青白いフィールドが波打つ感じで百八十度学園敷地内を覆い尽くされてるな。


「凄いだろ? これが温度管理機だ。魔法の原理、魔力を含む鉱物を砕いたのが燃料となる」

「けどこれだと、維持させるのキツくないか? それに魔力の鉱物って使い切ればただの石になるだろ」

「愚問だな、この敷地内にある建物は全部魔力鉱物含んでる。年数にしたら千年程は維持可能だ」



この場所だけ千年も寒さ耐えられるとは、ほんと神だなって話だ。 しかしまぁ、機械と言う単語を聞く度に転生前を思い出す。


あちらの動力は電気とか燃料ガソリンとかだけど、こちらは魔力とか魔力鉱物と呼ばれる魔法の元素。簡単に言えば魔法の結晶体が魔法鉱物と呼ばれていて、それを専用機械で吸い上げて砂利みたく砕いてこの様な構造物に置き換えれば無限魔力みたいな感じだ。

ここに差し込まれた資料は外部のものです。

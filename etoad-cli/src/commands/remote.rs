// Remote commands talking to a running etoad server

use crate::output;

use std::time::Duration;

use clap::Args;
use color_eyre::Result;
use futures::StreamExt;

use etoad_rpc::{EtoadRpcClient, ExecutionInfo, ExecutionStatus, RpcError};

/// How long `status` waits for more backlog before reporting
const STATUS_SETTLE: Duration = Duration::from_millis(100);

#[derive(Args, Debug)]
pub struct SubmitArgs {
    /// Job file; relative paths resolve against the server's protocol directory
    pub job_file: String,

    /// Follow the status stream until the job finishes
    #[arg(long)]
    pub wait: bool,
}

#[derive(Args, Debug)]
pub struct ExecutionArgs {
    /// Execution identifier returned by `submit`
    pub execution_id: String,
}

#[derive(Args, Debug)]
pub struct WatchArgs {
    /// Execution identifier returned by `submit`
    pub execution_id: String,

    /// Show intermediate payloads instead of status updates
    #[arg(long)]
    pub payloads: bool,
}

fn print_info(info: &ExecutionInfo) {
    let step = match (&info.step_index, &info.step_name) {
        (Some(index), Some(name)) => format!(" step {} '{}'", index + 1, name),
        _ => String::new(),
    };
    let message = info
        .message
        .as_deref()
        .map(|m| format!(" - {}", m))
        .unwrap_or_default();
    output::status(
        &info.status.to_string(),
        &format!("{}{}{}", output::progress_bar(info.progress), step, message),
    );
}

/// Exit non-zero unless the job succeeded
fn finish(status: ExecutionStatus) {
    if status != ExecutionStatus::Succeeded {
        std::process::exit(1);
    }
}

async fn follow_status(client: &mut EtoadRpcClient, id: &str) -> Result<Option<ExecutionStatus>> {
    let mut stream = client.watch_status(id).await?;
    let mut last = None;
    while let Some(info) = stream.next().await {
        let info = info?;
        print_info(&info);
        last = Some(info.status);
    }
    Ok(last)
}

pub async fn submit(client: &mut EtoadRpcClient, args: SubmitArgs) -> Result<()> {
    output::status("Submitting", &args.job_file);
    let id = client.run_job(&args.job_file).await?;
    // The bare id on stdout so scripts can capture it
    println!("{}", id);

    if args.wait {
        if let Some(status) = follow_status(client, &id).await? {
            let (_, message) = client.result(&id).await?;
            output::info(&message);
            finish(status);
        }
    }
    Ok(())
}

pub async fn status(client: &mut EtoadRpcClient, args: ExecutionArgs) -> Result<()> {
    let info = client.status(&args.execution_id, STATUS_SETTLE).await?;
    print_info(&info);
    Ok(())
}

pub async fn watch(client: &mut EtoadRpcClient, args: WatchArgs) -> Result<()> {
    if args.payloads {
        let mut stream = client.watch_intermediate(&args.execution_id).await?;
        while let Some(payload) = stream.next().await {
            let payload = payload?;
            output::payload(&payload.step_name, &payload.status, payload.payload.len());
        }
        return Ok(());
    }

    if let Some(status) = follow_status(client, &args.execution_id).await? {
        finish(status);
    }
    Ok(())
}

pub async fn result(client: &mut EtoadRpcClient, args: ExecutionArgs) -> Result<()> {
    match client.result(&args.execution_id).await {
        Ok((status, message)) => {
            println!("{}", message);
            match status {
                ExecutionStatus::Succeeded => output::success(&status.to_string()),
                _ => output::failure(&status.to_string()),
            }
            finish(status);
            Ok(())
        }
        Err(err @ RpcError::Unavailable(_)) => {
            output::warning(&format!("{}; try `etoad watch {}`", err, args.execution_id));
            std::process::exit(2);
        }
        Err(err) => Err(err.into()),
    }
}

pub async fn cancel(client: &mut EtoadRpcClient, args: ExecutionArgs) -> Result<()> {
    let status = client.cancel(&args.execution_id).await?;
    match status {
        ExecutionStatus::Running => {
            output::info("Cancellation requested; the job stops after its current step")
        }
        ExecutionStatus::Cancelled => output::check("Job cancelled"),
        other => output::info(&format!("Job already {}", other)),
    }
    Ok(())
}

pub async fn list(client: &mut EtoadRpcClient) -> Result<()> {
    let jobs = client.list().await?;
    if jobs.is_empty() {
        output::dim("No executions");
        return Ok(());
    }
    for job in jobs {
        println!("{}  {:<10} {}", job.execution_id, job.status.to_string(), job.protocol_name);
    }
    Ok(())
}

とは言っても大体一年が寿命なのだが、特集なんだろうな。




「さて、さっさと行くぞ」

「あぁ」



噴水は凍結、地面は雪道で滑りそうになる。

歩くこと数分、研究室前に着いた。


「ここが研究室で、まぁ色々調べてる場所でもある。確か今年の一年生の分のリングは出来てるから皆に渡しといてくれ」

「構わないが、サテラに言わなくてもいいのか?」

「なぁに、彼奴は自由奔放な故に私達二年生でも旅芸人とか言われてるぐらいだ。めんどくさがり屋な同期が先生とか笑うなぁ」

「その通り過ぎてなん言えないな」

「さて、研究室は無許可で立ち入るのは禁止なんだ、だから待っててくれここで」

「了解」


少女は研究室の中に入る後ろ姿を見送る。

俺は振り返る近くのボードに目に止まり貼り紙を見る。



魔法最強防御壁のギル?


色あせた写真付き張り紙だった、赤い瞳にグレーな髪の色。凶悪そうな笑が印象的だ。

学園ここの人らしいが、凄くヤバい奴ってのは写真みてても感じてしまう。


ドンッ!


誰かがぶつかってきた、後ろを振り返ると気だるそうな少年。よく見ると写真と同一人物。



「邪魔だ、うせろ」

「すまん」


赤い眼差しは鈍く光る、明らかに人を何人も殺してる眼だ。フラフラしながら寮の方へ歩いていった。